Several predictors showed strong and statistically significant associations with depression. Academic pressure was positively associated with depression (β = 0.833, p < 0.001), as was financial stress (β = 0.554, p < 0.001) and work–study hours (β = 0.116, p < 0.001). The most pronounced effect was observed for prior suicidal thoughts (β = 2.51, p < 0.001), corresponding to a markedly increased likelihood of depression. Study satisfaction was negatively associated with depression (β = −0.243, p < 0.001), suggesting a protective effect. In contrast, work pressure and job satisfaction were not statistically significant (p > 0.70), indicating that academic-related stressors may be more salient determinants of depression than employment-related factors in this sample.
Penalized logistic regression models were estimated to assess robustness and address potential multicollinearity. Ridge and Elastic Net regression retained most predictors with shrunk coefficients, confirming the stability of the main effects. LASSO regression performed aggressive variable selection, shrinking several coefficients to zero. However, all penalized models achieved an AUC of 1.00, indicating perfect discrimination. While this suggests extremely strong predictive ability, such results likely reflect overfitting or information leakage, particularly given the inclusion of highly predictive variables and the absence of out-of-sample validation. Therefore, these AUC values should be interpreted cautiously.

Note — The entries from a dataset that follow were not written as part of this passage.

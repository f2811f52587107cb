use std::fs::{self, OpenOptions};
use std::io;
use std::path::PathBuf;
use std::sync::{Arc, Mutex};
use std::time::{Duration, Instant};

use anyhow::{Context, Result};
use chrono::Local;
use clap::Parser;
use crossterm::event::{self, Event, KeyCode, KeyEvent, KeyEventKind, KeyModifiers};
use crossterm::execute;
use crossterm::terminal::{
    disable_raw_mode, enable_raw_mode, EnterAlternateScreen, LeaveAlternateScreen,
};
use ratatui::backend::CrosstermBackend;
use ratatui::Terminal;
use tracing_subscriber::EnvFilter;

use walletscope::app::{App, InputMode, StatusLevel, Tab};
use walletscope::config::{self, Config};
use walletscope::core::Command;
use walletscope::domain::SessionController;
use walletscope::export::{self, SessionReport};
use walletscope::infrastructure::{AlloyChainClient, RuntimeBridge, RuntimeCommand, RuntimeEvent};
use walletscope::ui;

#[derive(Debug, Parser)]
#[command(
    name = "walletscope",
    version,
    about = "WalletScope: a terminal wallet session viewer for EVM networks"
)]
struct Args {
    /// Wallet address to connect at startup
    #[arg(long)]
    address: Option<String>,

    /// Chain id to switch to after connecting
    #[arg(long)]
    network: Option<u64>,

    /// Config file (defaults to $WALLETSCOPE_CONFIG or ~/.config/walletscope/config.toml)
    #[arg(long)]
    config: Option<PathBuf>,

    /// Print a JSON session report to stdout and exit
    #[arg(long)]
    json: bool,
}

fn main() -> Result<()> {
    let args = Args::parse();
    let config = match args.config.as_deref() {
        Some(path) => config::load_from(path)?,
        None => config::load()?,
    };
    init_logging(&config, args.json)?;

    let (controller, warnings) = build_controller(&config);
    let address = args.address.or_else(|| config.address.clone());
    let network = args.network.or(config.network);

    if args.json {
        return run_headless(controller, address, network);
    }
    run_tui(controller, address, network, warnings)
}

/// Log to stderr in `--json` mode, otherwise to a file so the alternate
/// screen stays clean. `RUST_LOG` wins over the configured level.
fn init_logging(config: &Config, to_stderr: bool) -> Result<()> {
    let filter = EnvFilter::try_from_default_env()
        .or_else(|_| EnvFilter::try_new(&config.log_level))
        .unwrap_or_else(|_| EnvFilter::new("info"));

    if to_stderr {
        tracing_subscriber::fmt()
            .with_env_filter(filter)
            .with_writer(io::stderr)
            .init();
        return Ok(());
    }

    let Some(path) = config::log_path() else {
        return Ok(());
    };
    if let Some(parent) = path.parent() {
        fs::create_dir_all(parent).with_context(|| format!("create {}", parent.display()))?;
    }
    let file = OpenOptions::new()
        .create(true)
        .append(true)
        .open(&path)
        .with_context(|| format!("open log file {}", path.display()))?;

    tracing_subscriber::fmt()
        .with_env_filter(filter)
        .with_writer(Mutex::new(file))
        .with_ansi(false)
        .init();
    Ok(())
}

/// Controller over the built-in networks plus the configured ones.
/// Rejected config entries are returned as warnings, not errors.
fn build_controller(config: &Config) -> (SessionController, Vec<String>) {
    let client = Arc::new(AlloyChainClient::new(config.rpc_timeout()));
    let mut controller = SessionController::new(client);

    let mut warnings = Vec::new();
    for network in &config.networks {
        if let Err(err) = controller.add_custom_network(network.clone()) {
            warnings.push(format!("Skipped network {}: {}", network.name, err));
        }
    }
    (controller, warnings)
}

fn run_headless(
    mut controller: SessionController,
    address: Option<String>,
    network: Option<u64>,
) -> Result<()> {
    let address = address.context("--json needs an address (--address or `address` in config)")?;
    controller.connect(&address).context("connect")?;
    if let Some(id) = network {
        controller.switch_network(id).context("switch network")?;
    }

    let rt = tokio::runtime::Runtime::new().context("Failed to create Tokio runtime")?;
    let (balance, gas_price, block_height) = rt.block_on(async {
        futures::join!(
            controller.query_balance(),
            controller.query_gas_price(),
            controller.query_block_height(),
        )
    });

    let report = SessionReport {
        generated_at: Local::now(),
        session: controller.state().clone(),
        network: controller.active_network().cloned(),
        balance: balance.into(),
        gas_price: gas_price.into(),
        block_height: block_height.into(),
    };
    println!("{}", report.to_json()?);
    Ok(())
}

fn run_tui(
    controller: SessionController,
    address: Option<String>,
    network: Option<u64>,
    warnings: Vec<String>,
) -> Result<()> {
    let runtime = RuntimeBridge::new(controller.client())?;

    let mut app = App::new(controller);
    if let Some(address) = address {
        app.start_session(&address, network);
    }
    for warning in warnings {
        tracing::warn!(%warning, "config");
        app.set_status(warning, StatusLevel::Warn);
    }

    let mut stdout = io::stdout();
    enable_raw_mode()?;
    execute!(stdout, EnterAlternateScreen)?;

    let backend = CrosstermBackend::new(stdout);
    let mut terminal = Terminal::new(backend)?;

    let res = run_app(&mut terminal, app, runtime);

    disable_raw_mode()?;
    execute!(terminal.backend_mut(), LeaveAlternateScreen)?;
    terminal.show_cursor()?;

    if let Err(err) = res {
        eprintln!("{err:?}");
    }

    Ok(())
}

fn run_app<B: ratatui::backend::Backend>(
    terminal: &mut Terminal<B>,
    mut app: App,
    runtime: RuntimeBridge,
) -> Result<()> {
    let tick_rate = Duration::from_millis(200);
    let mut last_tick = Instant::now();

    loop {
        pump_background(&mut app, &runtime);
        terminal.draw(|f| ui::draw(f, &app))?;
        if app.should_quit {
            let _ = runtime.send(RuntimeCommand::Shutdown);
            return Ok(());
        }

        let timeout = tick_rate
            .checked_sub(last_tick.elapsed())
            .unwrap_or_else(|| Duration::from_secs(0));

        if event::poll(timeout)? {
            if let Event::Key(key) = event::read()? {
                handle_key(&mut app, key);
            }
        }

        if last_tick.elapsed() >= tick_rate {
            app.on_tick();
            last_tick = Instant::now();
        }
    }
}

fn pump_background(app: &mut App, runtime: &RuntimeBridge) {
    for event in runtime.poll_events() {
        match event {
            RuntimeEvent::BalanceReady { epoch, result } => app.apply_balance(epoch, result),
            RuntimeEvent::GasPriceReady { epoch, result } => app.apply_gas_price(epoch, result),
            RuntimeEvent::BlockHeightReady { epoch, result } => {
                app.apply_block_height(epoch, result)
            }
            RuntimeEvent::Error { message } => app.apply_runtime_error(message),
        }
    }

    if let Some(ticket) = app.take_fetch_request() {
        if let Err(err) = runtime.send(RuntimeCommand::Fetch { ticket }) {
            app.apply_runtime_error(format!("{err:#}"));
        }
    }
    if let Some(text) = app.take_copy_request() {
        copy_to_clipboard(app, text);
    }
    if app.take_export_request() {
        export_report(app);
    }
}

fn handle_key(app: &mut App, key: KeyEvent) {
    if key.kind != KeyEventKind::Press {
        return;
    }

    if app.help_open {
        if matches!(key.code, KeyCode::Char('?') | KeyCode::Esc | KeyCode::Char('q')) {
            app.help_open = false;
        }
        return;
    }

    match app.input_mode {
        InputMode::Normal => handle_normal_mode(app, key),
        InputMode::Command => handle_command_mode(app, key),
    }
}

fn handle_normal_mode(app: &mut App, key: KeyEvent) {
    match key.code {
        KeyCode::Char('q') => app.should_quit = true,
        KeyCode::Char('c') if key.modifiers.contains(KeyModifiers::CONTROL) => {
            app.should_quit = true
        }
        KeyCode::Char('?') => app.help_open = true,
        KeyCode::Char(':') => app.enter_command(),
        KeyCode::Char('c') => app.enter_command_with("connect "),
        KeyCode::Char('a') => app.enter_command_with("add-network "),
        KeyCode::Char('n') => app.enter_command_with("network "),
        KeyCode::Char('d') => run_command(app, Command::Disconnect),
        KeyCode::Char('r') => app.request_refresh(),
        KeyCode::Char('y') => run_command(app, Command::Copy),
        KeyCode::Char('o') => run_command(app, Command::Explorer),
        KeyCode::Char('e') => run_command(app, Command::Export),
        KeyCode::Tab => app.cycle_tab(),
        KeyCode::Char('1') => app.set_tab(Tab::Wallet),
        KeyCode::Char('2') => app.set_tab(Tab::Networks),
        KeyCode::Up | KeyCode::Char('k') if app.current_tab == Tab::Networks => {
            app.move_selection_up()
        }
        KeyCode::Down | KeyCode::Char('j') if app.current_tab == Tab::Networks => {
            app.move_selection_down()
        }
        KeyCode::Enter if app.current_tab == Tab::Networks => app.activate_selected_network(),
        KeyCode::Esc => app.set_tab(Tab::Wallet),
        _ => {}
    }
}

fn handle_command_mode(app: &mut App, key: KeyEvent) {
    match key.code {
        KeyCode::Esc => app.exit_command(),
        KeyCode::Enter => app.apply_command(),
        KeyCode::Up => app.recall_last_command(),
        KeyCode::Backspace => {
            app.command.input.pop();
        }
        KeyCode::Char(ch) => {
            if key.modifiers.contains(KeyModifiers::CONTROL) {
                return;
            }
            app.command.input.push(ch);
        }
        _ => {}
    }
}

fn run_command(app: &mut App, cmd: Command) {
    let action = app.execute_command(&cmd);
    app.apply_action(action);
}

fn copy_to_clipboard(app: &mut App, text: String) {
    use arboard::Clipboard;

    match Clipboard::new() {
        Ok(mut clipboard) => {
            if clipboard.set_text(&text).is_ok() {
                app.set_status(format!("Copied: {}", text), StatusLevel::Info);
            } else {
                app.set_status("Failed to copy to clipboard", StatusLevel::Error);
            }
        }
        Err(err) => {
            tracing::warn!(error = %err, "clipboard unavailable");
            app.set_status("Clipboard not available", StatusLevel::Error);
        }
    }
}

fn export_report(app: &mut App) {
    let Some(dir) = config::export_dir() else {
        app.set_status("No data directory for exports", StatusLevel::Error);
        return;
    };
    match export::write_report(&dir, &app.report()) {
        Ok(path) => {
            tracing::info!(path = %path.display(), "exported session report");
            app.set_status(format!("Exported {}", path.display()), StatusLevel::Info);
        }
        Err(err) => {
            tracing::error!(error = %format!("{err:#}"), "export failed");
            app.set_status(format!("Export failed: {err:#}"), StatusLevel::Error);
        }
    }
}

Because the generalized additive model (GAM) produced results that were numerically identical to the standard logistic regression—including identical coefficient estimates, significance levels, and predictive performance (AUC = 0.915)—this indicates that the effects of the predictors on depression are predominantly linear. As a result, the added flexibility of GAM did not yield meaningful improvements in model fit or discrimination. However, given the presence of multiple correlated predictors and dummy-encoded variables, penalized logistic regression was subsequently employed to enhance model robustness. Penalization techniques such as LASSO, Ridge, and Elastic Net introduce regularization that constrains coefficient magnitude, thereby reducing variance and mitigating multicollinearity. In particular, LASSO facilitates variable selection by shrinking weaker predictors toward zero, while Ridge and Elastic Net stabilize coefficient estimates without eliminating relevant variables. The use of penalized logistic regression therefore serves as a robustness check, ensuring that the strong associations observed in the standard logistic model are not artifacts of overfitting, while maintaining interpretability and theoretical consistency.

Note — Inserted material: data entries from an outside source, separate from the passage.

//! Error taxonomy for session operations and chain queries

use super::address::AddressError;

/// Input rejected before any session mutation took place
#[derive(Debug, Clone, PartialEq, Eq, thiserror::Error)]
pub enum ValidationError {
    #[error("malformed address: {0}")]
    MalformedAddress(#[from] AddressError),

    #[error("unknown network id {0}")]
    UnknownNetwork(u64),

    #[error("network id {0} is already registered")]
    DuplicateNetworkId(u64),

    #[error("invalid network config: {0}")]
    InvalidNetworkConfig(String),

    #[error("wallet not connected")]
    NotConnected,
}

/// A chain query that did not produce a value.
///
/// Callers render this as "unavailable", never as a zero amount.
#[derive(Debug, Clone, PartialEq, Eq, thiserror::Error)]
pub enum FetchError {
    #[error("endpoint unreachable: {0}")]
    Unreachable(String),

    #[error("malformed response: {0}")]
    MalformedResponse(String),

    #[error("wallet not connected")]
    NotConnected,
}
#[cfg(test)]
mod tests {
    use super::*;
    use crate::domain::{ChainClient, ChecksumAddress};
    use alloy_primitives::U256;
    use std::sync::Arc;

    struct FixedClient;

    #[async_trait::async_trait]
    impl ChainClient for FixedClient {
        async fn get_balance(
            &self,
            _address: &ChecksumAddress,
            _rpc_url: &str,
        ) -> Result<U256, FetchError> {
            Ok(U256::from(1_500_000_000_000_000_000u128))
        }

        async fn get_gas_price(&self, _rpc_url: &str) -> Result<u128, FetchError> {
            Ok(25_300_000_000)
        }

        async fn get_block_number(&self, _rpc_url: &str) -> Result<u64, FetchError> {
            Ok(19_000_000)
        }
    }

    const ADDR: &str = "0x742d35cc6634c0532925a3b8d4c9db96c4b4d8b6";
    const CANONICAL: &str = "0x742d35Cc6634C0532925A3B8D4C9dB96C4B4d8B6";

    fn app() -> App {
        App::new(SessionController::new(Arc::new(FixedClient)))
    }

    fn run(app: &mut App, input: &str) {
        app.command.input = input.to_string();
        app.apply_command();
    }

    #[test]
    fn test_connect_queues_fetch() {
        let mut app = app();
        run(&mut app, "connect 0x742d35cc6634c0532925a3b8d4c9db96c4b4d8b6");

        let ticket = app.take_fetch_request().expect("fetch queued");
        assert_eq!(ticket.address.as_str(), CANONICAL);
        assert_eq!(ticket.network.id, 1);
        assert!(app.balance.is_loading());
        assert_eq!(app.status_text().unwrap().1, StatusLevel::Info);
        assert!(app.take_fetch_request().is_none());
    }

    #[test]
    fn test_connect_rejects_bad_address() {
        let mut app = app();
        run(&mut app, "connect 0x1234");
        assert!(!app.controller.state().is_connected());
        assert!(app.take_fetch_request().is_none());
        let (text, level) = app.status_text().unwrap();
        assert_eq!(level, StatusLevel::Error);
        assert!(text.contains("malformed address"));
    }

    #[test]
    fn test_fetch_failure_is_not_zero() {
        let mut app = app();
        app.connect(ADDR);
        let ticket = app.take_fetch_request().unwrap();

        app.apply_balance(
            ticket.epoch,
            Err(FetchError::Unreachable("connection refused".into())),
        );
        assert!(matches!(app.balance, Reading::Unavailable(_)));
        assert!(app.last_refreshed.is_none());

        app.apply_gas_price(ticket.epoch, Ok(Amount::gwei(25_300_000_000)));
        assert_eq!(
            app.gas_price,
            Reading::Ready(Amount::gwei(25_300_000_000))
        );
        assert!(app.last_refreshed.is_some());

        let report = app.report();
        assert!(matches!(report.balance, ReportValue::Unavailable { .. }));
        assert!(matches!(report.gas_price, ReportValue::Ok { .. }));
        assert_eq!(report.block_height, ReportValue::NotFetched);
    }

    #[test]
    fn test_stale_results_dropped() {
        let mut app = app();
        app.connect(ADDR);
        let old = app.take_fetch_request().unwrap();

        run(&mut app, "net 137");
        let fresh = app.take_fetch_request().unwrap();
        assert_eq!(fresh.network.id, 137);
        assert_ne!(old.epoch, fresh.epoch);

        app.apply_balance(old.epoch, Ok(Amount::native(U256::from(7u64), "ETH")));
        assert!(app.balance.is_loading());

        app.apply_balance(fresh.epoch, Ok(Amount::native(U256::from(7u64), "MATIC")));
        assert!(matches!(app.balance, Reading::Ready(ref a) if a.symbol == "MATIC"));

        app.disconnect();
        app.apply_block_height(fresh.epoch, Ok(1));
        assert_eq!(app.block_height, Reading::Idle);
    }

    #[test]
    fn test_network_by_name_and_unknown() {
        let mut app = app();
        app.connect(ADDR);
        run(&mut app, "network polygon");
        assert_eq!(app.controller.state().active_network_id(), Some(137));
        assert_eq!(app.selected_network().unwrap().id, 137);

        run(&mut app, "network 999");
        assert_eq!(app.controller.state().active_network_id(), Some(137));
        assert_eq!(app.status_text().unwrap().1, StatusLevel::Error);

        run(&mut app, "network nowhere");
        assert!(app.status_text().unwrap().0.contains("Unknown network"));
    }

    #[test]
    fn test_add_network_then_duplicate() {
        let mut app = app();
        run(&mut app, "add-network 1337 http://localhost:8545 Local Devnet");
        assert_eq!(app.controller.registry().len(), 6);
        assert_eq!(app.status_text().unwrap().1, StatusLevel::Info);

        run(&mut app, "addnet 1337 http://localhost:9545 Other");
        assert_eq!(app.controller.registry().len(), 6);
        assert_eq!(app.status_text().unwrap().1, StatusLevel::Error);
        assert_eq!(
            app.controller.registry().get(1337).unwrap().rpc_url,
            "http://localhost:8545"
        );
    }

    #[test]
    fn test_refresh_while_disconnected() {
        let mut app = app();
        run(&mut app, "refresh");
        assert!(app.take_fetch_request().is_none());
        assert_eq!(app.balance, Reading::Idle);
        assert_eq!(app.status_text().unwrap().1, StatusLevel::Warn);
    }

    #[test]
    fn test_copy_and_explorer() {
        let mut app = app();
        run(&mut app, "copy");
        assert!(app.take_copy_request().is_none());

        app.connect(ADDR);
        run(&mut app, "yank");
        assert_eq!(app.take_copy_request().as_deref(), Some(CANONICAL));

        run(&mut app, "explorer");
        assert_eq!(
            app.take_copy_request().unwrap(),
            format!("https://etherscan.io/address/{}", CANONICAL)
        );
    }

    #[test]
    fn test_navigation_and_misc_actions() {
        let mut app = app();
        run(&mut app, "networks");
        assert_eq!(app.current_tab, Tab::Networks);
        app.move_selection_down();
        app.move_selection_down();
        assert_eq!(app.selected_network().unwrap().id, 137);
        for _ in 0..10 {
            app.move_selection_down();
        }
        assert_eq!(app.selected_network, app.controller.registry().len() - 1);

        run(&mut app, "wallet");
        assert_eq!(app.current_tab, Tab::Wallet);

        run(&mut app, "export");
        assert!(app.take_export_request());
        assert!(!app.take_export_request());

        run(&mut app, "help");
        assert!(app.help_open);

        run(&mut app, "bogus");
        assert!(app.status_text().unwrap().0.contains("Unknown command"));

        run(&mut app, "q");
        assert!(app.should_quit);
        assert_eq!(app.command.last.as_deref(), Some("q"));
    }

    #[test]
    fn test_start_session() {
        let mut app = app();
        assert_eq!(app.balance, Reading::Idle);
        assert_eq!(app.block_height, Reading::Idle);

        app.start_session("0x1234", Some(137));
        assert!(!app.controller.state().is_connected());
        let (text, level) = app.status_text().unwrap();
        assert_eq!(level, StatusLevel::Error);
        assert!(text.contains("malformed address"));

        app.start_session(ADDR, Some(137));
        assert_eq!(app.controller.state().active_network_id(), Some(137));
        assert_eq!(app.take_fetch_request().unwrap().network.id, 137);
        assert!(app.status_text().unwrap().0.contains("Polygon"));

        let mut app = self::app();
        app.start_session(ADDR, Some(999));
        assert_eq!(app.controller.state().active_network_id(), Some(1));
        assert!(app.status_text().unwrap().0.contains("unknown network"));
    }

    #[test]
    fn test_activate_selected_network() {
        let mut app = app();
        app.connect(ADDR);
        app.take_fetch_request();
        app.set_tab(Tab::Networks);
        app.selected_network = app.controller.registry().position(11155111).unwrap();
        app.activate_selected_network();
        assert_eq!(app.controller.state().active_network_id(), Some(11155111));
        assert_eq!(app.take_fetch_request().unwrap().network.id, 11155111);
    }
}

We create a stratified train-test split (80/20) to ensure both sets have similar class proportional.
library(caret)
library(ranger)
set.seed(123)
classification_df <- df_model
classification_df$depression <- factor(classification_df$depression, levels = c(0, 1), labels = c("No", "Yes"))

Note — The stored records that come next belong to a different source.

//! Runtime bridge - connects the sync TUI thread with the async Tokio runtime
//!
//! The UI thread owns the session controller. It hands the worker a
//! [`FetchTicket`] snapshot and later receives one event per query, each
//! tagged with the ticket's epoch so stale results can be dropped.

use std::sync::mpsc::{self, Receiver, Sender};
use std::sync::Arc;
use std::thread;

use anyhow::Context;
use tokio::runtime::Runtime;

use crate::domain::{Amount, ChainClient, FetchError, FetchTicket};
use crate::infrastructure::runtime::worker::run_async_worker;

/// Commands sent from the TUI to the async worker
#[derive(Debug, Clone)]
pub enum RuntimeCommand {
    /// Run balance, gas price and block height queries for a ticket
    Fetch { ticket: FetchTicket },
    /// Shutdown the worker
    Shutdown,
}

/// Events sent from the async worker to the TUI
#[derive(Debug, Clone)]
pub enum RuntimeEvent {
    BalanceReady {
        epoch: u64,
        result: Result<Amount, FetchError>,
    },
    GasPriceReady {
        epoch: u64,
        result: Result<Amount, FetchError>,
    },
    BlockHeightReady {
        epoch: u64,
        result: Result<u64, FetchError>,
    },
    /// Worker-level failure (not tied to a query)
    Error { message: String },
}

/// Bridge between sync TUI thread and async Tokio runtime
pub struct RuntimeBridge {
    cmd_tx: Sender<RuntimeCommand>,
    evt_rx: Receiver<RuntimeEvent>,
}

impl RuntimeBridge {
    /// Spawn the worker thread with its own Tokio runtime
    pub fn new(client: Arc<dyn ChainClient>) -> anyhow::Result<Self> {
        let (cmd_tx, cmd_rx) = mpsc::channel::<RuntimeCommand>();
        let (evt_tx, evt_rx) = mpsc::channel::<RuntimeEvent>();

        let rt = Runtime::new().context("Failed to create Tokio runtime")?;
        thread::Builder::new()
            .name("walletscope-rpc".into())
            .spawn(move || {
                rt.block_on(async {
                    if let Err(err) = run_async_worker(client, cmd_rx, evt_tx.clone()).await {
                        let _ = evt_tx.send(RuntimeEvent::Error {
                            message: format!("Worker exited: {:#}", err),
                        });
                    }
                });
            })
            .context("Failed to spawn RPC worker thread")?;

        Ok(Self { cmd_tx, evt_rx })
    }

    /// Send a command to the async worker
    pub fn send(&self, cmd: RuntimeCommand) -> anyhow::Result<()> {
        self.cmd_tx
            .send(cmd)
            .map_err(|_| anyhow::anyhow!("Worker channel closed"))
    }

    /// Poll for events (non-blocking)
    pub fn poll_events(&self) -> Vec<RuntimeEvent> {
        let mut events = Vec::new();
        while let Ok(evt) = self.evt_rx.try_recv() {
            events.push(evt);
        }
        events
    }

    /// Wait for the next event (blocking); `None` once the worker is gone
    pub fn recv(&self) -> Option<RuntimeEvent> {
        self.evt_rx.recv().ok()
    }
}

impl Drop for RuntimeBridge {
    fn drop(&mut self) {
        let _ = self.cmd_tx.send(RuntimeCommand::Shutdown);
    }
}
//! Actions that commands return to communicate with the app

/// What the shell should do after a command ran
#[derive(Debug, Clone, PartialEq, Eq)]
pub enum Action {
    /// No action needed
    None,

    /// Navigate to a specific view
    Navigate(NavigateTarget),

    /// Copy text to the system clipboard
    Copy(String),

    /// Show notification in status bar
    Notify(String, NotifyLevel),

    /// Re-fetch balance, gas price and block height
    Refresh,

    /// Write a session report to the export directory
    Export,

    /// Toggle the help overlay
    Help,

    /// Request quit
    Quit,
}

/// Navigation targets
#[derive(Debug, Clone, Copy, PartialEq, Eq)]
pub enum NavigateTarget {
    Wallet,
    Networks,
}

/// Notification levels
#[derive(Debug, Clone, Copy, PartialEq, Eq)]
pub enum NotifyLevel {
    Info,
    Warn,
    Error,
}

# Check class distribution
cat("Overall depression distribution:\n")
## Overall depression distribution:
print(table(classification_df$depression))
##
## No Yes
## 11560 16307
cat("\nProportions:\n")
##
## Proportions:
print(prop.table(table(classification_df$depression)))
##
## No Yes
## 0.4148276 0.5851724
# Stratified train-test split (80/20)
train_index <- createDataPartition(classification_df$depression, p = 0.8, list = FALSE)
train_data <- classification_df[train_index, ]
test_data <- classification_df[-train_index, ]
cat("\nTrain set size:", nrow(train_data), "\n")
##
## Train set size: 22294
cat("Test set size:", nrow(test_data), "\n")
## Test set size: 5573
cat("\nTrain set depression distribution:\n")
##
## Train set depression distribution:
print(table(train_data$depression))
##
## No Yes
## 9248 13046
cat("\nTest set depression distribution:\n")
##
## Test set depression distribution:
print(table(test_data$depression))
##
## No Yes
## 2312 3261
The dataset was not perfectly balanced (about 58.5% “Yes” and 41.5% “No”), so it was important to look beyond accuracy and include metric like AUC, sensitivity, specificity, and balanced accuracy
The preprocessing step converts all categorical predictors into numeric dummy variables, creating a feature matrix suitable for both tree-based and linear models..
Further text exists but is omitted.